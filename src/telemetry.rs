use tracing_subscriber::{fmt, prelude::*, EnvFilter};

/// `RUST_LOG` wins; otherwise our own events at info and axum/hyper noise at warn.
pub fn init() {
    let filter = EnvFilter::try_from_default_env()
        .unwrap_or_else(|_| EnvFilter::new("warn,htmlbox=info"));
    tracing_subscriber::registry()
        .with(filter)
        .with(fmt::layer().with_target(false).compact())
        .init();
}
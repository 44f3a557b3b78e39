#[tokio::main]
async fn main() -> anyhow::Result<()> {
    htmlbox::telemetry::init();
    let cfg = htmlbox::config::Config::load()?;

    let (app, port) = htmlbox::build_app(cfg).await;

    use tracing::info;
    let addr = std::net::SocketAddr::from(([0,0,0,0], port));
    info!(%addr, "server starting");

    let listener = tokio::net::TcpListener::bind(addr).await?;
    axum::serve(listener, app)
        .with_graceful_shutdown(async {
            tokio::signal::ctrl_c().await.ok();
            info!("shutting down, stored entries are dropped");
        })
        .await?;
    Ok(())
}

What the task asks → Your answer should consist solely of the lines above from the line with "async fn main()" to the line with "tokio::signal::ctrl_c().await.ok();", both included, reproduced exactly.

Answer to the exercise →
async fn main() -> anyhow::Result<()> {
    htmlbox::telemetry::init();
    let cfg = htmlbox::config::Config::load()?;

    let (app, port) = htmlbox::build_app(cfg).await;

    use tracing::info;
    let addr = std::net::SocketAddr::from(([0,0,0,0], port));
    info!(%addr, "server starting");

    let listener = tokio::net::TcpListener::bind(addr).await?;
    axum::serve(listener, app)
        .with_graceful_shutdown(async {
            tokio::signal::ctrl_c().await.ok();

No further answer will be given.